* What is expected: Whenever the string "copied" appears in a line below, please copy the line out.

* Excerpted records:
Content starts
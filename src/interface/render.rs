use crate::lotto::Draw;
use crate::models::{Food, MealEntry, UserProfile};
use crate::nutrition::DailyReport;

/// Display today's meals with 1-based positions for `remove`.
pub fn display_meals(meals: &[MealEntry]) {
    if meals.is_empty() {
        println!("오늘 기록된 식사가 없습니다.");
        return;
    }

    println!();
    println!("=== 오늘의 식사 ({}개) ===", meals.len());
    println!();

    for (i, meal) in meals.iter().enumerate() {
        println!("{:>3}. {} (100g)", i + 1, meal.name);
        println!(
            "     Cal: {}, C: {}g, P: {}g, F: {}g",
            meal.calories, meal.carbs, meal.protein, meal.fat
        );
    }

    println!();
}

/// Display the built-in food table.
pub fn display_food_table() {
    println!();
    println!("=== 음식 목록 (100g 기준) ===");
    println!();

    for food in Food::ALL {
        let m = food.macros();
        println!(
            "  {} - Cal: {}, C: {}g, P: {}g, F: {}g",
            food.name(),
            m.calories,
            m.carbs,
            m.protein,
            m.fat
        );
    }

    println!();
}

/// Display a saved profile.
pub fn display_profile(profile: &UserProfile) {
    let show = |v: Option<f64>| v.map_or_else(|| "-".to_string(), |v| v.to_string());

    println!(
        "키: {} cm, 몸무게: {} kg, 나이: {}, 성별: {}",
        show(profile.height),
        show(profile.weight),
        show(profile.age),
        profile.gender.label()
    );
}

/// Display intake against the recommendation.
pub fn display_report(report: &DailyReport) {
    let t = &report.totals;
    let r = &report.recommended;

    println!();
    println!("=== 오늘의 영양 섭취 분석 ===");
    println!();
    println!("총 섭취 칼로리: {:.0} / {:.0} kcal", t.calories, r.calories);
    println!("총 탄수화물: {:.1} / {:.0} g", t.carbs, r.carbs);
    println!("총 단백질: {:.1} / {:.0} g", t.protein, r.protein);
    println!("총 지방: {:.1} / {:.0} g", t.fat, r.fat);
    println!();
    println!("{}", report.feedback.message());
    println!();
}

/// Display a set of draws with each ball's colour.
pub fn display_draws(draws: &[Draw]) {
    for (i, d) in draws.iter().enumerate() {
        let balls: Vec<String> = d
            .balls()
            .iter()
            .map(|b| format!("{:>2} [{}]", b.number, b.hsl()))
            .collect();

        if draws.len() > 1 {
            println!("{:>3}. {}", i + 1, balls.join("  "));
        } else {
            println!("{}", balls.join("  "));
        }
    }
}
use std::collections::HashSet;

use rand::SeedableRng;
use rand::rngs::StdRng;

use meal_tracker_rs::lotto::{HIGHEST_NUMBER, LOWEST_NUMBER, NUMBERS_PER_DRAW, draw, hue_for};

#[test]
fn test_ten_thousand_draws_hold_invariants() {
    let mut rng = StdRng::seed_from_u64(123);

    for _ in 0..10_000 {
        let d = draw(&mut rng);
        let numbers = d.numbers();

        assert_eq!(numbers.len(), NUMBERS_PER_DRAW);

        let distinct: HashSet<u8> = numbers.iter().copied().collect();
        assert_eq!(distinct.len(), NUMBERS_PER_DRAW, "duplicate in {:?}", numbers);

        assert!(
            numbers
                .iter()
                .all(|n| (LOWEST_NUMBER..=HIGHEST_NUMBER).contains(n)),
            "out of range in {:?}",
            numbers
        );
        assert!(
            numbers.windows(2).all(|w| w[0] < w[1]),
            "not ascending: {:?}",
            numbers
        );
    }
}

#[test]
fn test_every_number_eventually_appears() {
    let mut rng = StdRng::seed_from_u64(2024);
    let mut seen: HashSet<u8> = HashSet::new();

    for _ in 0..2_000 {
        seen.extend(draw(&mut rng).numbers().iter().copied());
    }

    assert_eq!(seen.len(), usize::from(HIGHEST_NUMBER));
}

#[test]
fn test_ball_hues_follow_numbers() {
    let d = draw(&mut StdRng::seed_from_u64(5));

    for ball in d.balls() {
        assert!((ball.hue - hue_for(ball.number)).abs() < 1e-9);
        assert!(ball.hue > 0.0 && ball.hue <= 360.0);
    }
}
use thiserror::Error;

#[derive(Debug, Error)]
pub enum TrackerError {
    #[error("먼저 설정에서 키, 몸무게, 나이를 입력해주세요")]
    ProfileIncomplete,

    #[error("'{name}'에 대한 영양 정보를 찾을 수 없습니다. 간단한 음식(예: {})을 입력해보세요", suggestions.join(", "))]
    FoodNotFound {
        name: String,
        suggestions: Vec<String>,
    },

    #[error("{}번 식사가 없습니다 (기록 {len}개)", index + 1)]
    IndexOutOfRange { index: usize, len: usize },

    #[error("권장 칼로리가 0 이하라 섭취량을 비교할 수 없습니다")]
    ZeroCalorieTarget,

    #[error("입출력 오류: {0}")]
    Io(#[from] std::io::Error),

    #[error("JSON 오류: {0}")]
    Json(#[from] serde_json::Error),

    #[error("입력 오류: {0}")]
    Prompt(#[from] dialoguer::Error),

    #[error("CSV 오류: {0}")]
    Csv(#[from] csv::Error),

    #[error("잘못된 입력: {0}")]
    InvalidInput(String),
}

pub type Result<T> = std::result::Result<T, TrackerError>;
pub mod constants;
pub mod feedback;
pub mod recommendation;
pub mod report;

pub use constants::*;
pub use feedback::Feedback;
pub use recommendation::{
    RecommendedIntake, basal_metabolic_rate, daily_energy_expenditure, recommend,
};
pub use report::DailyReport;
use crate::error::{Result, TrackerError};
use crate::models::DailyTotals;
use crate::nutrition::constants::{OVER_TARGET_RATIO, UNDER_TARGET_RATIO};
use crate::nutrition::recommendation::RecommendedIntake;

/// Qualitative verdict on the day's calorie intake.
#[derive(Debug, Clone, Copy, PartialEq, Eq)]
pub enum Feedback {
    UnderTarget,
    OnTarget,
    OverTarget,
}

impl Feedback {
    /// Classify by `totals.calories / recommended.calories`.
    ///
    /// A non-positive target is rejected instead of producing an infinite or
    /// NaN ratio.
    pub fn classify(totals: &DailyTotals, recommended: &RecommendedIntake) -> Result<Self> {
        if recommended.calories <= 0.0 {
            return Err(TrackerError::ZeroCalorieTarget);
        }
        Ok(Self::from_ratio(totals.calories / recommended.calories))
    }

    /// Both band edges belong to `OnTarget`.
    pub fn from_ratio(ratio: f64) -> Self {
        if ratio < UNDER_TARGET_RATIO {
            Feedback::UnderTarget
        } else if ratio > OVER_TARGET_RATIO {
            Feedback::OverTarget
        } else {
            Feedback::OnTarget
        }
    }

    pub fn message(self) -> &'static str {
        match self {
            Feedback::UnderTarget => {
                "아직 목표 섭취량까지는 조금 더 남았어요. 건강한 간식을 추가해보는 건 어떨까요?"
            }
            Feedback::OnTarget => {
                "훌륭해요! 목표치에 맞게 균형 잡힌 식사를 하셨습니다. 이대로 꾸준히 유지해보세요."
            }
            Feedback::OverTarget => {
                "목표 섭취량을 초과했습니다. 내일은 활동량을 조금 늘려보는 것도 좋겠네요!"
            }
        }
    }
}
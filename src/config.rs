use std::path::{Path, PathBuf};

/// File holding the saved profile.
pub const PROFILE_FILE: &str = "userInfo.json";

/// File holding today's meal list.
pub const MEALS_FILE: &str = "todaysMeals.json";

/// Locations of the tracker's state files.
#[derive(Debug, Clone, PartialEq, Eq)]
pub struct Config {
    pub data_dir: PathBuf,
    pub profile_path: PathBuf,
    pub meals_path: PathBuf,
}

impl Config {
    /// Place both state files under `data_dir`.
    pub fn from_data_dir<P: AsRef<Path>>(data_dir: P) -> Self {
        let data_dir = data_dir.as_ref().to_path_buf();
        Self {
            profile_path: data_dir.join(PROFILE_FILE),
            meals_path: data_dir.join(MEALS_FILE),
            data_dir,
        }
    }
}

impl Default for Config {
    fn default() -> Self {
        Self::from_data_dir(".")
    }
}

#[cfg(test)]
mod tests {
    use super::*;

    #[test]
    fn test_paths_under_data_dir() {
        let config = Config::from_data_dir("/tmp/tracker");
        assert_eq!(config.profile_path, Path::new("/tmp/tracker/userInfo.json"));
        assert_eq!(config.meals_path, Path::new("/tmp/tracker/todaysMeals.json"));
    }
}
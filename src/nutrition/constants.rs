/// Revised Harris-Benedict coefficients: `(base, per_kg, per_cm, per_year)`.
pub const BMR_MALE: (f64, f64, f64, f64) = (88.362, 13.397, 4.799, 5.677);
pub const BMR_FEMALE: (f64, f64, f64, f64) = (447.593, 9.247, 3.098, 4.330);

/// Sedentary activity multiplier applied to BMR.
pub const ACTIVITY_FACTOR: f64 = 1.2;

// ─────────────────────────────────────────────────────────────────────────────
// Macro split of the daily calorie target
// ─────────────────────────────────────────────────────────────────────────────

pub const CARBS_SHARE: f64 = 0.50;
pub const PROTEIN_SHARE: f64 = 0.30;
pub const FAT_SHARE: f64 = 0.20;

/// Energy density in kcal per gram.
pub const KCAL_PER_G_CARBS: f64 = 4.0;
pub const KCAL_PER_G_PROTEIN: f64 = 4.0;
pub const KCAL_PER_G_FAT: f64 = 9.0;

// ─────────────────────────────────────────────────────────────────────────────
// Feedback bands (intake / target)
// ─────────────────────────────────────────────────────────────────────────────

/// Below this ratio the day is under target.
pub const UNDER_TARGET_RATIO: f64 = 0.8;

/// Above this ratio the day is over target.
pub const OVER_TARGET_RATIO: f64 = 1.2;
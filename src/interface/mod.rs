pub mod prompts;
pub mod render;

pub use prompts::{parse_measurement, prompt_food_name, prompt_profile, prompt_yes_no};
pub use render::{
    display_draws, display_food_table, display_meals, display_profile, display_report,
};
Content ends
* Solution:
        let distinct: HashSet<u8> = numbers.iter().copied().collect();
        seen.extend(draw(&mut rng).numbers().iter().copied());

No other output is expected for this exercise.